Against Duke, Cal didn't "have a prayer." No less an authority than the Preacher Man himself, LSU coach Dale Brown, had said so in an astonishingly chippy moment following his Tigers' 66-64 opening-round loss to the Bears last Thursday. Ah, but Brown has made his name as a motivator, and he proved to be one again. Cal coach Todd Bozeman, the 29-year-old who began the season as an assistant to Lou Campanelli, only to find himself in charge of the Bears on Feb. 8 when the players, chafing under Campanelli's verbal abuse, staged a putsch, had so steadied Cal that it closed the regular season with nine wins in 10 games. Bozeman happily used Brown's blathering to inspire his troops.

Not five years ago Bozeman was a part-time assistant coach who earned his living delivering Federal Express packages. Last year he delivered Kidd, and the fortunes of the Golden Bears were altered irrevocably. With five seconds to go and the scored tied against LSU, Kidd dribbled hard into the viscera of the Tiger defense, briefly turned his back to the basket and then spun between forward Lenear Burns and 7-foot center Geert Hammink before finally Hipping up a shot that dragged high off the backboard and through, setting up the encounter with Hurley.

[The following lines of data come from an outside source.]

//! Bit-stacked array compression (spec.md §4.8/§6, "Structure
//! compression"), grounded on `tamra/includes/utils/compression_utils.h`.
//!
//! Packs an array of small unsigned values into a dense bit stream: the
//! array's length is stored first as a full word, then each value takes
//! exactly `bits_for(max_value)` bits, packed MSB-first and spilling
//! across 32-bit words. This is the general-purpose encoding spec.md's
//! "Structure compression" describes for a contiguous SFC run's
//! bit-packed level list; neither [`crate::manager::balance`] nor
//! [`crate::manager::ghost`] currently calls it, since both managers
//! only ever move whole owned leaves and hand-roll a simpler per-leaf
//! length-prefix encoding instead (see DESIGN.md's "Balance/Ghost
//! wire-format simplification"). Kept as infrastructure a richer
//! subtree-batching scheme could build on.

use bitvec::prelude::*;

fn bits_for(max_value: u32) -> u32 {
    (u32::BITS - max_value.leading_zeros()).max(1)
}

/// Compresses `values` (each `<= max_value`) into `[len, packed_words...]`.
pub fn compress_unsigned_vector(values: &[u32], max_value: u32) -> Vec<u32> {
    let width = bits_for(max_value);
    let mut bits: BitVec<u32, Msb0> = BitVec::new();
    for &v in values {
        assert!(v <= max_value, "value {v} exceeds max_value {max_value}");
        for i in (0..width).rev() {
            bits.push((v >> i) & 1 == 1);
        }
    }
    let mut result = vec![values.len() as u32];
    result.extend(bits.into_vec());
    result
}

/// Inverse of [`compress_unsigned_vector`].
pub fn uncompress_unsigned_vector(compressed: &[u32], max_value: u32) -> Vec<u32> {
    let width = bits_for(max_value);
    let len = compressed[0] as usize;
    let bits: &BitSlice<u32, Msb0> = BitSlice::from_slice(&compressed[1..]);
    let mut cursor = 0usize;
    let mut result = Vec::with_capacity(len);
    for _ in 0..len {
        let mut v = 0u32;
        for _ in 0..width {
            v = (v << 1) | (bits[cursor] as u32);
            cursor += 1;
        }
        result.push(v);
    }
    result
}

#[cfg(test)]
mod tests {
    use super::*;

    #[test]
    fn round_trips_an_empty_vector() {
        let compressed = compress_unsigned_vector(&[], 7);
        assert_eq!(uncompress_unsigned_vector(&compressed, 7), Vec::<u32>::new());
    }

    #[test]
    fn round_trips_values_near_the_max() {
        let values = vec![0, 3, 7, 1, 7, 0];
        let compressed = compress_unsigned_vector(&values, 7);
        assert_eq!(uncompress_unsigned_vector(&compressed, 7), values);
    }

    #[test]
    fn packs_tighter_than_one_word_per_value() {
        let values = vec![1u32; 64];
        let compressed = compress_unsigned_vector(&values, 1);
        assert!(compressed.len() < values.len());
    }

    #[test]
    #[should_panic(expected = "exceeds max_value")]
    fn rejects_a_value_above_max() {
        compress_unsigned_vector(&[8], 7);
    }
}
//! The packed ownership/action indicator carried by every cell
//! (spec.md §3, "Indicator (3x3 state)").
//!
//! Stored as a single byte exactly as `tamra/includes/core/Cell.h` packs
//! it: `indicator % 3` is the action, `indicator / 3` is the ownership
//! band. Values 6-8 (ownership band 2 with any action) are the reserved
//! `Boundary` region spec.md's Open Questions note is "not meaningfully
//! exercised in tests".

/// Who currently owns a cell, from the local rank's point of view.
#[derive(Debug, Clone, Copy, PartialEq, Eq)]
pub enum Ownership {
    ThisProc,
    OtherProc,
    Boundary,
}

/// A pending structural action recorded on a cell, materialized only
/// when a manager runs.
#[derive(Debug, Clone, Copy, PartialEq, Eq)]
pub enum Action {
    None,
    Refine,
    Coarsen,
}

/// The packed `(Ownership, Action)` pair, one byte per cell.
///
/// Getters on a non-leaf cell return whatever was last set directly on
/// it — spec.md's Open Questions leave interior-cell indicator semantics
/// advisory; effective ownership of an interior cell is derived by the
/// managers walking its descendants, not read off this field.
#[derive(Clone, Copy, PartialEq, Eq, serde::Serialize, serde::Deserialize)]
pub struct Indicator(u8);

impl Indicator {
    const fn pack(ownership: Ownership, action: Action) -> u8 {
        let band = match ownership {
            Ownership::ThisProc => 0,
            Ownership::OtherProc => 1,
            Ownership::Boundary => 2,
        };
        let act = match action {
            Action::None => 0,
            Action::Refine => 1,
            Action::Coarsen => 2,
        };
        band * 3 + act
    }

    pub fn new(ownership: Ownership, action: Action) -> Self {
        Indicator(Self::pack(ownership, action))
    }

    pub fn ownership(&self) -> Ownership {
        match self.0 / 3 {
            0 => Ownership::ThisProc,
            1 => Ownership::OtherProc,
            _ => Ownership::Boundary,
        }
    }

    pub fn action(&self) -> Action {
        match self.0 % 3 {
            0 => Action::None,
            1 => Action::Refine,
            _ => Action::Coarsen,
        }
    }

    pub fn set_to_this_proc(&mut self) {
        *self = Indicator::new(Ownership::ThisProc, self.action());
    }

    pub fn set_to_other_proc(&mut self) {
        *self = Indicator::new(Ownership::OtherProc, self.action());
    }

    pub fn set_to_boundary(&mut self) {
        *self = Indicator::new(Ownership::Boundary, self.action());
    }

    pub fn set_to_refine(&mut self) {
        *self = Indicator::new(self.ownership(), Action::Refine);
    }

    pub fn set_to_coarsen(&mut self) {
        *self = Indicator::new(self.ownership(), Action::Coarsen);
    }

    pub fn set_to_unchange(&mut self) {
        *self = Indicator::new(self.ownership(), Action::None);
    }
}

impl Default for Indicator {
    fn default() -> Self {
        Indicator::new(Ownership::ThisProc, Action::None)
    }
}

impl std::fmt::Debug for Indicator {
    fn fmt(&self, f: &mut std::fmt::Formatter<'_>) -> std::fmt::Result {
        f.debug_struct("Indicator").field("ownership", &self.ownership()).field("action", &self.action()).finish()
    }
}

#[cfg(test)]
mod tests {
    use super::*;

    #[test]
    fn pack_unpack_round_trips_every_combination() {
        for &ownership in &[Ownership::ThisProc, Ownership::OtherProc, Ownership::Boundary] {
            for &action in &[Action::None, Action::Refine, Action::Coarsen] {
                let indicator = Indicator::new(ownership, action);
                assert_eq!(indicator.ownership(), ownership);
                assert_eq!(indicator.action(), action);
            }
        }
    }

    #[test]
    fn setters_preserve_the_other_axis() {
        let mut indicator = Indicator::new(Ownership::ThisProc, Action::Refine);
        indicator.set_to_other_proc();
        assert_eq!(indicator.ownership(), Ownership::OtherProc);
        assert_eq!(indicator.action(), Action::Refine);

        indicator.set_to_coarsen();
        assert_eq!(indicator.ownership(), Ownership::OtherProc);
        assert_eq!(indicator.action(), Action::Coarsen);
    }
}
fn encode_structure<C: SpaceFillingCurve, P: CellPayload>(sfc: &C, forest: &Forest<P>, manager: &CellIdManager, cell: CellRef) -> Vec<f64> {
    let path = order_path_for_cell(sfc, forest, cell);
    let CellId::Plain(words) = manager.order_path_to_id_plain(&path) else {
        unreachable!("order_path_to_id_plain always returns CellId::Plain")
    };
    words.into_iter().map(|w| w as f64).collect()
}

fn encode_payload<P: CellPayload>(payload: &P) -> Vec<f64> {
    let data = payload.to_vector_of_data();
    let mut out = Vec::with_capacity(data.len() + 1);
    out.push(data.len() as f64);
    out.extend(data);
    out
}

fn decode_entries(structure: &[f64], payload: &[f64]) -> Vec<(OrderPath, Vec<f64>)> {
    let mut entries = Vec::new();
    let (mut si, mut pi) = (0, 0);
    while si < structure.len() {
        let l = structure[si].round() as usize;
        let entry_len = l + 2;
        let path: OrderPath = structure[si + 1..si + entry_len].iter().map(|&w| w.round() as u32).collect();
        si += entry_len;

        let n = payload[pi].round() as usize;
        let data = payload[pi + 1..pi + 1 + n].to_vec();
        pi += n + 1;

        entries.push((path, data));
    }
    entries
}

fn encode_boundary(path: &Option<OrderPath>) -> Vec<f64> {
    match path {
        None => vec![0.0],
        Some(p) => {
            let mut out = vec![1.0, (p.len() - 1) as f64];
            out.extend(p.iter().map(|&w| w as f64));
            out
        }
    }
}

fn decode_one_boundary(words: &[f64], cursor: &mut usize) -> Option<OrderPath> {
    if words[*cursor] == 0.0 {
        *cursor += 1;
        None
    } else {
        let l = words[*cursor + 1].round() as usize;
        let path: OrderPath = words[*cursor + 2..*cursor + 2 + l + 1].iter().map(|&w| w.round() as u32).collect();
        *cursor += l + 3;
        Some(path)
    }
}

fn owner_rank(manager: &CellIdManager, begins: &[Option<OrderPath>], ends: &[Option<OrderPath>], path: &OrderPath, self_rank: usize) -> Option<usize> {
    (0..begins.len()).filter(|&r| r != self_rank).find(|&r| match (&begins[r], &ends[r]) {
        (Some(b), Some(e)) => manager.cell_id_lte(b, path) && manager.cell_id_lte(path, e),
        _ => false,
    })
}

/// Where navigating to `path` lands, without mutating the forest.
enum Located {
    /// An ancestor along `path` is already a leaf: the path isn't
    /// materialized yet and needs `toCellId(create=true)`.
    Missing,
    /// `path` is materialized and is exactly a leaf: no conflict.
    Leaf(CellRef),
    /// `path` is materialized but has children already: a ghost
    /// conflict (spec.md §4.9 Phase C).
    Finer(CellRef),
}

fn locate<C: SpaceFillingCurve, P: CellPayload>(sfc: &C, forest: &Forest<P>, path: &OrderPath) -> Located {
    let root_index = path[0] as usize;
    let mut cell = forest.roots()[root_index].cell;
    let mut orientation = sfc.root_orientation();
    for &order in &path[1..] {
        if forest.is_leaf(cell) {
            return Located::Missing;
        }
        let table = forest.direction_table();
        let sibling = sfc.order_to_sibling(table, orientation, order as usize);
        orientation = sfc.child_orientation(table, orientation, order as usize);
        let oct = forest.child_oct(cell).expect("non-leaf cell must have a child oct");
        cell = forest.children_of(oct)[sibling];
    }
    if forest.is_leaf(cell) {
        Located::Leaf(cell)
    } else {
        Located::Finer(cell)
    }
}

/// Sets `cell`'s payload to `value` and extrapolates it down into every
/// already-present descendant leaf (spec.md §4.9, Ghost `EXTRAPOLATE`:
/// "Accept ghost payload on the parent and extrapolate to
/// locally-present children").
fn extrapolate_into_existing_children<P: CellPayload>(forest: &mut Forest<P>, cell: CellRef, value: &P, extrapolate: &ExtrapolateFn<P>) {
    forest.set_payload(cell, value.clone());
    if let Some(oct) = forest.child_oct(cell) {
        let children = forest.children_of(oct).to_vec();
        let child_value = extrapolate(value);
        for child in children {
            extrapolate_into_existing_children(forest, child, &child_value, extrapolate);
        }
    }
}

/// All face directions this forest's shape defines, the usual default
/// for `directions` in [`build_ghost_layer`].
pub fn all_face_directions<P: CellPayload>(forest: &Forest<P>) -> Vec<usize> {
    (0..forest.direction_table().number_of_face_directions()).collect()
}
//! Cross-cutting helpers used by more than one module, the way the
//! teacher keeps a bare `utils` module alongside its `core` tree.

pub mod compression;
pub mod helpers;
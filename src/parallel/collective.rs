//! Collective primitives consumed by the managers (spec.md §6).

/// Reduction operator for [`Collective::allreduce`].
#[derive(Debug, Clone, Copy, PartialEq, Eq)]
pub enum ReduceOp {
    /// Logical AND, used e.g. to check "has every rank converged".
    And,
    /// Sum, used for load totals and prefix sums.
    Sum,
    /// Minimum, used for conservative bounds.
    Min,
}

/// The set of collective operations a manager needs. Implementations
/// map these to a real message-passing library, or — as here — to a
/// trivial local copy (N=1) or a thread-simulated cluster (tests).
///
/// All methods are blocking: spec.md §5 states these are the only
/// suspension points in the system ("the only blocking points are the
/// collective calls").
pub trait Collective {
    /// This process's rank, `0..size()`.
    fn rank(&self) -> usize;

    /// Number of ranks in the group.
    fn size(&self) -> usize;

    /// Gather one scalar per rank into a vector ordered by rank, on
    /// every rank.
    fn allgather_scalar(&self, value: f64) -> Vec<f64>;

    /// Gather one variable-length vector per rank into a flat
    /// concatenation plus per-rank length, on every rank.
    fn allgatherv(&self, values: &[f64]) -> (Vec<f64>, Vec<usize>);

    /// Exchange one scalar per destination rank; returns one scalar per
    /// source rank.
    fn alltoall(&self, values: &[f64]) -> Vec<f64>;

    /// Exchange one variable-length vector per destination rank;
    /// returns one vector per source rank, in sender-relative order
    /// (spec.md §5, "Exchanges preserve sender-relative order within
    /// each (sender,receiver) pair").
    fn alltoallv(&self, values: &[Vec<f64>]) -> Vec<Vec<f64>>;

    /// Reduce one scalar per rank to a single value, visible on every
    /// rank.
    fn allreduce(&self, value: f64, op: ReduceOp) -> f64;

    /// Broadcast: every rank but `root` receives the root's value.
    fn broadcast(&self, root: usize, value: Option<Vec<f64>>) -> Vec<f64>;

    /// Gather one scalar per rank into a vector ordered by rank,
    /// visible only on `root`.
    fn gather(&self, root: usize, value: f64) -> Option<Vec<f64>>;
}

impl dyn Collective + '_ {
    /// Convenience wrapper: `allreduce` with [`ReduceOp::Sum`] over a
    /// `bool`, used throughout the managers to decide "did any rank
    /// change anything" (spec.md §4.6, "reduced with logical OR" — a
    /// sum greater than zero is equivalent to an OR across 0/1 values).
    pub fn allreduce_any(&self, value: bool) -> bool {
        self.allreduce(if value { 1.0 } else { 0.0 }, ReduceOp::Sum) > 0.0
    }
}
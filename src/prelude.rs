//! Common imports for working with `forest_mesh`.

pub use crate::core::cell::CellRef;
pub use crate::core::cell_id::{CellId, CellIdManager};
pub use crate::core::forest::{Dims, Forest, RootEntry};
pub use crate::core::indicator::{Action, Indicator, Ownership};
pub use crate::core::oct::OctRef;
pub use crate::core::sfc::{hilbert::Hilbert, iterator::ForestIterator, morton::Morton, SpaceFillingCurve};
pub use crate::manager::balance::{assess, load_balance, load_balance_with_default_threshold, BalanceAssessment};
pub use crate::manager::coarsen::coarsen;
pub use crate::manager::ghost::{build_ghost_layer, continue_task, exchange_ghost_values, GhostConflictStrategy, GhostTask, OwnedConflictStrategy};
pub use crate::manager::min_level::{mesh_at_min_level_partitioned, mesh_at_min_level_serial};
pub use crate::manager::refine::refine;
pub use crate::parallel::collective::Collective;
pub use crate::parallel::{LocalCollective, ReduceOp, ThreadedCollective};
pub use crate::payload::CellPayload;
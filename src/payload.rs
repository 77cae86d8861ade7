//! The per-cell user payload capability.
//!
//! spec.md treats the payload as an external collaborator: "an opaque
//! byte-packable value with a user-supplied extrapolation/interpolation
//! function and a load contribution". This merges the original's
//! `ParallelData` (serialize/deserialize/size) and `AbstractCellData`
//! (`getLoad`) into one trait, grounded on
//! `tamra/includes/parallel/ParallelData.h` and
//! `tamra/includes/core/AbstractCellData.h`.

/// A value that can ride on a variadic `double`-typed collective and
/// that contributes a load weight to [`crate::manager::balance`].
///
/// Implementors are expected to be small, `Clone`-cheap values (a
/// handful of doubles, typically); the mesh never interprets the
/// payload beyond this trait.
pub trait CellPayload: Clone + Send + Sync + Default {
    /// Flatten this payload to the wire representation used by the
    /// variadic double-typed collectives (spec.md §6).
    fn to_vector_of_data(&self) -> Vec<f64>;

    /// Reconstruct a payload from its wire representation. Implementors
    /// should panic if `data` does not have the length advertised by
    /// [`CellPayload::data_size`] — this is the "serialization size
    /// mismatch" contract violation from spec.md §7.
    fn from_vector_of_data(data: &[f64]) -> Self;

    /// Number of `f64` slots [`CellPayload::to_vector_of_data`] returns.
    /// Implementations whose size can vary per-instance must still
    /// return a value consistent with the vector actually produced.
    fn data_size(&self) -> usize;

    /// Load contribution used by [`crate::manager::balance`]. `is_leaf`
    /// distinguishes a leaf's real contribution from a parent's (parents
    /// are not normally weighed, but the callback is still invoked with
    /// `is_leaf = false` during some traversals).
    fn load(&self, is_leaf: bool) -> f64;
}

/// The simplest possible payload: a single scalar, as spec.md §6 notes
/// ("The defaults accept a single scalar; richer payloads are
/// expected.").
#[derive(Debug, Clone, Copy, PartialEq, Default, serde::Serialize, serde::Deserialize)]
pub struct Scalar(pub f64);

impl CellPayload for Scalar {
    fn to_vector_of_data(&self) -> Vec<f64> {
        vec![self.0]
    }

    fn from_vector_of_data(data: &[f64]) -> Self {
        assert_eq!(data.len(), 1, "Scalar payload expects exactly one f64, got {}", data.len());
        Scalar(data[0])
    }

    fn data_size(&self) -> usize {
        1
    }

    fn load(&self, _is_leaf: bool) -> f64 {
        1.0
    }
}

/// Populates children from a parent's payload on `split` and on newly
/// materialized ghost parents (spec.md §6, "Extrapolation").
pub type ExtrapolateFn<'a, P> = dyn Fn(&P) -> P + 'a;

/// Populates a parent from its children's payloads on `coarsen`
/// (spec.md §6, "Interpolation").
pub type InterpolateFn<'a, P> = dyn Fn(&[P]) -> P + 'a;

/// Default extrapolation: copy the parent's payload unchanged to each
/// child.
pub fn copy_extrapolate<P: CellPayload>(parent: &P) -> P {
    parent.clone()
}

/// Default interpolation: average the children's loads into a
/// `Scalar`-compatible value is not generally well-typed for an
/// arbitrary `P`, so the default simply keeps the first child's
/// payload. Callers with real physics should supply their own.
pub fn first_child_interpolate<P: CellPayload>(children: &[P]) -> P {
    children
        .first()
        .cloned()
        .unwrap_or_default()
}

On the game's very first scoring play against Duke, Kidd found forward Lamond Murray with an alley-oop pass for a dunk. Again and again Kidd pounded into the lane—at 6'4" and 205 pounds, he is one point guard who doesn't dart—and pitched passes out to teammates who calmly sank three-pointers.

Hurley, at 6 feet, is smaller than Kidd by four inches, and, at 165, lighter by 40 pounds, but he is wiser. A shooter and passer in equal measure, he was the man who, following Duke's early elimination from the ACC tournament a week earlier, had met individually with every Blue Devil for an attitude check. He had made six of seven three-pointers in Duke's 105-70 first-round defeat of Southern Illinois. And against Cal. even as the Bears pushed to a 10-point lead at the half, Hurley kept the Blue Devils competitive with another hailstorm of treys. On the evening he would drop in 32 points, pass for nine assists and, in a valedictory reminder of how he has grown since his freshman season, commit only one turnover.